> **TASK OBJECTIVE**:
In the entries below, find the lines that contain the word "FingerprintCache" and copy them.

Collected data
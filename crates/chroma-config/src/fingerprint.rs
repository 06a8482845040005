//! Content fingerprinting for the config.
//!
//! A fingerprint is a SHA-256 digest of the canonical serialized config.
//! Equal fingerprints imply semantically equal content, which is what lets
//! the derived-query cache and the undo engine compare states cheaply.

use serde::{Deserialize, Serialize};
use sha2::{Digest, Sha256};

use crate::config::Config;
use crate::error::{ConfigError, Result};

/// Opaque comparable token for the content of a whole config.
#[derive(Debug, Clone, PartialEq, Eq, Hash, Serialize, Deserialize)]
pub struct Fingerprint(String);

impl Fingerprint {
    /// A fresh random fingerprint that matches nothing.
    ///
    /// Used when fingerprinting fails on a transiently invalid config: the
    /// disposable id forces the cache to invalidate again on the next valid
    /// read, so invalid states are never memoized.
    pub fn disposable() -> Self {
        Self(uuid::Uuid::new_v4().simple().to_string())
    }

    /// Hex digest string.
    pub fn as_str(&self) -> &str {
        &self.0
    }
}

impl std::fmt::Display for Fingerprint {
    fn fmt(&self, f: &mut std::fmt::Formatter<'_>) -> std::fmt::Result {
        f.write_str(&self.0)
    }
}

impl Config {
    /// Compute the content fingerprint of this config.
    ///
    /// Fails with [`ConfigError::InvalidState`] while the config is in a
    /// transiently inconsistent state; callers on the degraded path
    /// substitute [`Fingerprint::disposable`].
    pub fn fingerprint(&self) -> Result<Fingerprint> {
        self.validate()?;
        let canonical = serde_json::to_vec(self).map_err(|e| ConfigError::SnapshotEncode {
            reason: e.to_string(),
        })?;
        let digest = Sha256::digest(&canonical);
        Ok(Fingerprint(hex::encode(digest)))
    }
}

#[cfg(test)]
mod tests {
    use super::*;
    use crate::config::{ColorSpace, ItemKind};

    #[test]
    fn equal_content_equal_fingerprint() {
        let mut a = Config::new();
        a.add_color_space(ColorSpace::new("X")).unwrap();
        let b = a.clone();
        assert_eq!(a.fingerprint().unwrap(), b.fingerprint().unwrap());
    }

    #[test]
    fn any_edit_changes_fingerprint() {
        let mut config = Config::new();
        config.add_color_space(ColorSpace::new("X")).unwrap();
        let before = config.fingerprint().unwrap();
        config
            .set_field(ItemKind::ColorSpace, "X", crate::Field::Family, "aces")
            .unwrap();
        assert_ne!(before, config.fingerprint().unwrap());
    }

    #[test]
    fn invalid_config_refuses_to_fingerprint() {
        let mut config = Config::new();
        config.add_color_space(ColorSpace::new("X")).unwrap();
        let mut bad = config.clone();
        bad.add_color_space(ColorSpace::new("Y")).unwrap();
        assert!(bad.fingerprint().is_ok());
        let mut look = crate::Look::new("L");
        look.process_space = "missing".to_string();
        assert!(bad.add_look(look).is_ok());
        assert!(matches!(
            bad.fingerprint(),
            Err(ConfigError::InvalidState { .. })
        ));
    }

    #[test]
    fn disposable_fingerprints_never_collide_with_real_ones() {
        let config = Config::new();
        let real = config.fingerprint().unwrap();
        let disposable = Fingerprint::disposable();
        assert_ne!(real, disposable);
        assert_ne!(Fingerprint::disposable(), Fingerprint::disposable());
    }
}
//! The editor session: explicitly constructed root of all interactive state.
//!
//! One session owns the config, the fingerprint cache, the undo stack, the
//! subscription registry, and the event bus, and every edit funnels through
//! it so the pieces fire in a fixed order: snapshot capture, config
//! mutation, event publication, cache validation, subscription rebroadcast.
//! Components never reach for globals; tests construct fresh sessions.

use std::cell::Cell;
use std::rc::Rc;

use chroma_config::{Config, Field, ItemKind, ProcessorPair, View};

use crate::cache::FingerprintCache;
use crate::error::Result;
use crate::events::{Event, EventBus, SubscriberId};
use crate::subscription::{MenuItem, Slot, SubscriptionRegistry};
use crate::undo::UndoStack;

/// Root of all interactive-thread editor state.
pub struct EditorSession {
    config: Config,
    cache: FingerprintCache,
    undo: UndoStack,
    registry: SubscriptionRegistry,
    bus: EventBus,
    subscriptions_stale: Rc<Cell<bool>>,
}

impl EditorSession {
    /// Create a session around an initial config.
    ///
    /// The subscription registry's payload caches are tied to the
    /// fingerprint cache's lifetime through a reset callback, so both join
    /// the same invalidation wave without a direct dependency.
    pub fn new(config: Config) -> Self {
        let mut cache = FingerprintCache::new();
        let subscriptions_stale = Rc::new(Cell::new(false));
        {
            let flag = Rc::clone(&subscriptions_stale);
            cache.register_reset_callback(move || flag.set(true));
        }
        Self {
            config,
            cache,
            undo: UndoStack::new(),
            registry: SubscriptionRegistry::new(),
            bus: EventBus::new(),
            subscriptions_stale,
        }
    }

    /// The current config.
    pub fn config(&self) -> &Config {
        &self.config
    }

    /// The undo stack (labels and depths, for menu display).
    pub fn undo_stack(&self) -> &UndoStack {
        &self.undo
    }

    /// Subscribe to model events.
    pub fn subscribe_events(&mut self, callback: impl FnMut(&Event) + 'static) -> SubscriberId {
        self.bus.subscribe(callback)
    }

    /// Drop an event subscription.
    pub fn unsubscribe_events(&mut self, id: SubscriberId) {
        self.bus.unsubscribe(id);
    }

    // ========================================================================
    // Edits
    // ========================================================================

    /// Create an item, generating a unique default name if none is given.
    pub fn create_item(&mut self, kind: ItemKind, name: Option<&str>) -> Result<String> {
        let name = match name {
            Some(name) => name.to_string(),
            None => self.config.next_name(kind),
        };
        let label = format!("Create {}", kind.label());
        let item_name = name.clone();
        self.undo.scoped(
            &label,
            kind,
            Some(name.clone()),
            &mut self.config,
            &mut self.bus,
            move |config, bus| {
                config.create_item(kind, &item_name)?;
                bus.publish(&Event::ItemAdded {
                    kind,
                    name: item_name.clone(),
                });
                Ok(())
            },
        )?;
        self.after_edit(kind, Some(&name));
        Ok(name)
    }

    /// Remove a named item.
    pub fn remove_item(&mut self, kind: ItemKind, name: &str) -> Result<()> {
        let label = format!("Delete {}", kind.label());
        let item_name = name.to_string();
        self.undo.scoped(
            &label,
            kind,
            None,
            &mut self.config,
            &mut self.bus,
            move |config, bus| {
                config.remove_item(kind, &item_name)?;
                bus.publish(&Event::ItemRemoved {
                    kind,
                    name: item_name.clone(),
                });
                Ok(())
            },
        )?;
        self.after_edit(kind, None);
        Ok(())
    }

    /// Move a named item to a new row within its kind.
    pub fn move_item(&mut self, kind: ItemKind, name: &str, dst_row: usize) -> Result<()> {
        let label = format!("Move {}", kind.label());
        let item_name = name.to_string();
        self.undo.scoped(
            &label,
            kind,
            Some(name.to_string()),
            &mut self.config,
            &mut self.bus,
            move |config, bus| {
                config.move_item(kind, &item_name, dst_row)?;
                bus.publish(&Event::ItemMoved {
                    kind,
                    name: item_name.clone(),
                });
                Ok(())
            },
        )?;
        self.after_edit(kind, Some(name));
        Ok(())
    }

    /// Rename a named item.
    ///
    /// The bound subscription slot (if any) keeps its number; its payload
    /// is re-resolved under the new name and rebroadcast exactly once.
    pub fn rename_item(&mut self, kind: ItemKind, old: &str, new: &str) -> Result<()> {
        if old == new {
            return Ok(());
        }
        let label = format!("Rename {} {old}", kind.label());
        let (old_name, new_name) = (old.to_string(), new.to_string());
        self.undo.scoped(
            &label,
            kind,
            Some(new.to_string()),
            &mut self.config,
            &mut self.bus,
            move |config, bus| {
                config.rename_item(kind, &old_name, &new_name)?;
                bus.publish(&Event::ItemRenamed {
                    kind,
                    old: old_name.clone(),
                    new: new_name.clone(),
                });
                Ok(())
            },
        )?;
        // The rename broadcast below covers the affected slot; consume the
        // invalidation wave so it is not rebroadcast a second time.
        self.cache.validate(&self.config);
        self.subscriptions_stale.set(false);
        self.registry.handle_rename(&self.config, kind, old, new);
        Ok(())
    }

    /// Edit one field of a named item.
    ///
    /// Fields with side effects beyond their own cell (names, process space
    /// references) are captured as scoped snapshots; plain value fields
    /// become leaf field-edit records. Returns whether anything changed.
    pub fn set_field(
        &mut self,
        kind: ItemKind,
        name: &str,
        field: Field,
        value: &str,
    ) -> Result<bool> {
        if matches!(field, Field::Name) {
            let changed = name != value;
            self.rename_item(kind, name, value)?;
            return Ok(changed);
        }
        let old = self.config.field(kind, name, field)?;
        if old == value {
            return Ok(false);
        }
        let label = format!("Edit {name} {}", field.id());

        if Self::field_needs_snapshot(field) {
            let (item_name, new_value) = (name.to_string(), value.to_string());
            self.undo.scoped(
                &label,
                kind,
                Some(name.to_string()),
                &mut self.config,
                &mut self.bus,
                move |config, bus| {
                    config.set_field(kind, &item_name, field, &new_value)?;
                    bus.publish(&Event::CellChanged {
                        kind,
                        name: item_name.clone(),
                        field,
                    });
                    Ok(())
                },
            )?;
        } else {
            self.config.set_field(kind, name, field, value)?;
            self.bus.publish(&Event::CellChanged {
                kind,
                name: name.to_string(),
                field,
            });
            self.undo.push_field_edit(label, kind, name, field, old, value);
        }
        self.after_edit(kind, Some(name));
        Ok(true)
    }

    /// Append a view to a display.
    pub fn add_view(&mut self, display: &str, view: View) -> Result<()> {
        let label = format!("Add view to {display}");
        let display_name = display.to_string();
        self.undo.scoped(
            &label,
            ItemKind::Display,
            Some(display.to_string()),
            &mut self.config,
            &mut self.bus,
            move |config, bus| {
                config.add_view(&display_name, view)?;
                bus.publish(&Event::CellChanged {
                    kind: ItemKind::Display,
                    name: display_name.clone(),
                    field: Field::Transform,
                });
                Ok(())
            },
        )?;
        self.after_edit(ItemKind::Display, Some(display));
        Ok(())
    }

    /// Remove a view from a display.
    pub fn remove_view(&mut self, display: &str, view: &str) -> Result<()> {
        let label = format!("Remove view from {display}");
        let (display_name, view_name) = (display.to_string(), view.to_string());
        self.undo.scoped(
            &label,
            ItemKind::Display,
            Some(display.to_string()),
            &mut self.config,
            &mut self.bus,
            move |config, bus| {
                config.remove_view(&display_name, &view_name)?;
                bus.publish(&Event::CellChanged {
                    kind: ItemKind::Display,
                    name: display_name.clone(),
                    field: Field::Transform,
                });
                Ok(())
            },
        )?;
        self.after_edit(ItemKind::Display, Some(display));
        Ok(())
    }

    // ========================================================================
    // Undo / redo
    // ========================================================================

    /// Undo the most recent edit. Returns whether anything was applied.
    pub fn undo(&mut self) -> bool {
        let applied = self.undo.undo(&mut self.config, &mut self.bus);
        if applied {
            self.refresh_after_state_swap();
        }
        applied
    }

    /// Redo the most recently undone edit. Returns whether anything was
    /// applied.
    pub fn redo(&mut self) -> bool {
        let applied = self.undo.redo(&mut self.config, &mut self.bus);
        if applied {
            self.refresh_after_state_swap();
        }
        applied
    }

    // ========================================================================
    // Subscriptions
    // ========================================================================

    /// Bind a subscription slot to a named item.
    pub fn bind_slot(&mut self, slot: Slot, kind: ItemKind, name: &str) {
        self.registry.set_subscription(slot, kind, name, &self.config);
    }

    /// Release a subscription slot.
    pub fn clear_slot(&mut self, slot: Slot) {
        self.registry.clear_slot(slot);
    }

    /// The slot bound to `(kind, name)`, if any.
    pub fn slot_of(&self, kind: ItemKind, name: &str) -> Option<Slot> {
        self.registry.slot_of(kind, name)
    }

    /// Subscribe to payload updates at one slot.
    pub fn subscribe_to_slot(
        &mut self,
        slot: Slot,
        callback: impl FnMut(Slot, &ProcessorPair) + 'static,
    ) {
        self.registry.subscribe_to_slot(slot, &self.config, callback);
    }

    /// Subscribe to subscription menu updates.
    pub fn subscribe_to_menu(&mut self, callback: impl FnMut(&[MenuItem]) + 'static) {
        self.registry.subscribe_to_menu(callback);
    }

    /// Subscribe to new-subscription initialization.
    pub fn subscribe_to_init(&mut self, callback: impl FnMut(Slot) + 'static) {
        self.registry.subscribe_to_init(callback);
    }

    // ========================================================================
    // Derived queries
    // ========================================================================

    /// Ordered color space names (cached).
    pub fn color_space_names(&mut self) -> Vec<String> {
        self.cache.color_space_names(&self.config)
    }

    /// Ordered look names (cached).
    pub fn look_names(&mut self) -> Vec<String> {
        self.cache.look_names(&self.config)
    }

    /// Ordered display names (cached).
    pub fn display_names(&mut self) -> Vec<String> {
        self.cache.display_names(&self.config)
    }

    /// Every name in use anywhere (cached).
    pub fn all_names(&mut self) -> Vec<String> {
        self.cache.all_names(&self.config)
    }

    // ========================================================================
    // Internal wiring
    // ========================================================================

    /// Run the post-edit consistency pass: validate the cache (firing the
    /// invalidation wave) and rebroadcast subscription payloads.
    fn after_edit(&mut self, kind: ItemKind, changed_name: Option<&str>) {
        self.cache.validate(&self.config);
        if self.subscriptions_stale.replace(false) {
            self.registry.rebroadcast_all(&self.config);
        } else if let Some(name) = changed_name {
            self.registry.notify_changed(&self.config, kind, name);
        }
    }

    fn refresh_after_state_swap(&mut self) {
        self.cache.validate(&self.config);
        self.subscriptions_stale.set(false);
        self.registry.reconcile(&self.config);
        self.registry.rebroadcast_all(&self.config);
    }

    fn field_needs_snapshot(field: Field) -> bool {
        matches!(field, Field::Name | Field::ProcessSpace)
    }
}

#[cfg(test)]
mod tests {
    use super::*;
    use chroma_config::ColorSpace;

    fn session_ab() -> EditorSession {
        let mut config = Config::new();
        config.add_color_space(ColorSpace::new("A")).unwrap();
        config.add_color_space(ColorSpace::new("B")).unwrap();
        EditorSession::new(config)
    }

    #[test]
    fn create_item_generates_unique_default_names() {
        let mut session = session_ab();
        let first = session.create_item(ItemKind::Look, None).unwrap();
        let second = session.create_item(ItemKind::Look, None).unwrap();
        assert_eq!(first, "Look_1");
        assert_eq!(second, "Look_2");
        assert_eq!(session.look_names(), ["Look_1", "Look_2"]);
    }

    #[test]
    fn unchanged_value_is_not_an_edit() {
        let mut session = session_ab();
        let changed = session
            .set_field(ItemKind::ColorSpace, "A", Field::Family, "")
            .unwrap();
        assert!(!changed);
        assert_eq!(session.undo_stack().undo_len(), 0);
    }

    #[test]
    fn cached_queries_follow_edits() {
        let mut session = session_ab();
        assert_eq!(session.color_space_names(), ["A", "B"]);
        session.create_item(ItemKind::ColorSpace, Some("C")).unwrap();
        assert_eq!(session.color_space_names(), ["A", "B", "C"]);
        session.undo();
        assert_eq!(session.color_space_names(), ["A", "B"]);
    }

    #[test]
    fn undo_of_empty_stack_is_a_no_op() {
        let mut session = session_ab();
        assert!(!session.undo());
        assert!(!session.redo());
    }
}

> **SOLUTION**:
use crate::cache::FingerprintCache;
    cache: FingerprintCache,
        let mut cache = FingerprintCache::new();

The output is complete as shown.